If Winifred Nicholson were alive today I’m sure she would have approved of Prof Brian Cox’s explanation of the significance of light in the last of his series Wonders of the Universe.
For Winifred Nicholson art was a means of exploring and expressing her fascination with light. From an early stage, she was moved to capture the pure and iridescent colours found in nature, “such as those seen in a flower petal or in mother of pearl”.
In her later life she was fascinated by the prism as a way of revealing the nature of light. She wanted to paint “the colour that hid beneath another or flickered briefly on the edge before disappearing. Unseen colours at either end of the spectrum and on either side of the rainbow, in infra-red and ultra-violet light, colours only revealed to the human eye by the prism. (Unknown Colour, p251). 

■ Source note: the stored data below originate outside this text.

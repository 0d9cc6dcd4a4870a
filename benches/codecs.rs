//! Posting codec benchmarks.
//!
//! Run with: `cargo bench --bench codecs`

use criterion::{black_box, criterion_group, criterion_main, BenchmarkId, Criterion, Throughput};
use rand::rngs::StdRng;
use rand::{Rng, SeedableRng};
use spindex::codec::{gamma, vbyte};

/// Gaps shaped like real posting lists: mostly small, a few large jumps
fn sample_gaps(count: usize) -> Vec<u32> {
    let mut rng = StdRng::seed_from_u64(1);
    (0..count)
        .map(|_| {
            if rng.random_bool(0.9) {
                rng.random_range(1..64)
            } else {
                rng.random_range(64..1_000_000)
            }
        })
        .collect()
}

fn bench_vbyte(c: &mut Criterion) {
    let mut group = c.benchmark_group("vbyte");
    for count in [1_000, 100_000] {
        let gaps = sample_gaps(count);
        let encoded = vbyte::encode_all(&gaps);
        group.throughput(Throughput::Elements(count as u64));

        group.bench_with_input(BenchmarkId::new("encode", count), &gaps, |b, gaps| {
            b.iter(|| vbyte::encode_all(black_box(gaps)))
        });
        group.bench_with_input(BenchmarkId::new("decode", count), &encoded, |b, encoded| {
            b.iter(|| vbyte::decode_all(black_box(encoded)).unwrap())
        });
    }
    group.finish();
}

fn bench_gamma(c: &mut Criterion) {
    let mut group = c.benchmark_group("gamma");
    for count in [1_000, 100_000] {
        let gaps = sample_gaps(count);
        let stream = gamma::encode_all(&gaps).unwrap();
        group.throughput(Throughput::Elements(count as u64));

        group.bench_with_input(BenchmarkId::new("encode", count), &gaps, |b, gaps| {
            b.iter(|| gamma::encode_all(black_box(gaps)).unwrap())
        });
        group.bench_with_input(BenchmarkId::new("decode", count), &stream, |b, stream| {
            b.iter(|| gamma::decode(black_box(&stream.bytes), count).unwrap())
        });
    }
    group.finish();
}

criterion_group!(benches, bench_vbyte, bench_gamma);
criterion_main!(benches);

She could perceive the “unseen colours” on the edge of the spectrum, the colours that are “felt rather than seen”, “undiscovered as yet artistic vibration…..” and was fascinated by what she called the “dark rainbow” and the “void”.
To such an extent that she wrote urgent letters to her friend Prof Glen Schaefer, a Canadian physicist and biologist, stressing that it was “important” that he investigated this area — on the grounds that artists can only explore the visible rainbow but scientists have the tools to deal with the experience that “we cannot with the tools of our eyes”.  She intuited that important secrets were held within the invisible rainbow.  However, she also realised that if normal scientific methods were used, what she was searching for would not be revealed. She urged him to go about it “not as an analyst cutting things to pieces, but as an artist bringing them together”.
Brian Cox explained that it is through understanding the nature of light that we can understand the origins of the universe.  “There is a vast amount of information and detail in every beam of light.  And that information is written in colour.”
http://www.bbc.co.uk/programmes/p00fz5z4
And beyond the visible spectrum, the world is illuminated by invisible light – radio and microwaves — the oldest light in the universe.  “Every second light from the beginning of the universe is raining down on the surface of the earth in a ceaseless torrent.  If our eyes could only see it, the sky would be ablaze with this primordial light both day and night.”
This invisible light bathes the entire universe in a perpetual buzz, reaching Earth from all directions. With an ordinary radio it is possible to capture the light released just after the big bang.
http://www.bbc.co.uk/programmes/p00fz68w
And then, around 500 million years ago, multicellular life with complex eyes appeared virtually “intact”, and once one species got eyes, others developed eyes.  Eyes were fundamental to the evolution of evermore complex forms of life.    The evolution of eyes have not only served to ensure living creatures the greatest chance of physical survival.  They allow human beings to look up and out, to wonder and to seek to understand our origins.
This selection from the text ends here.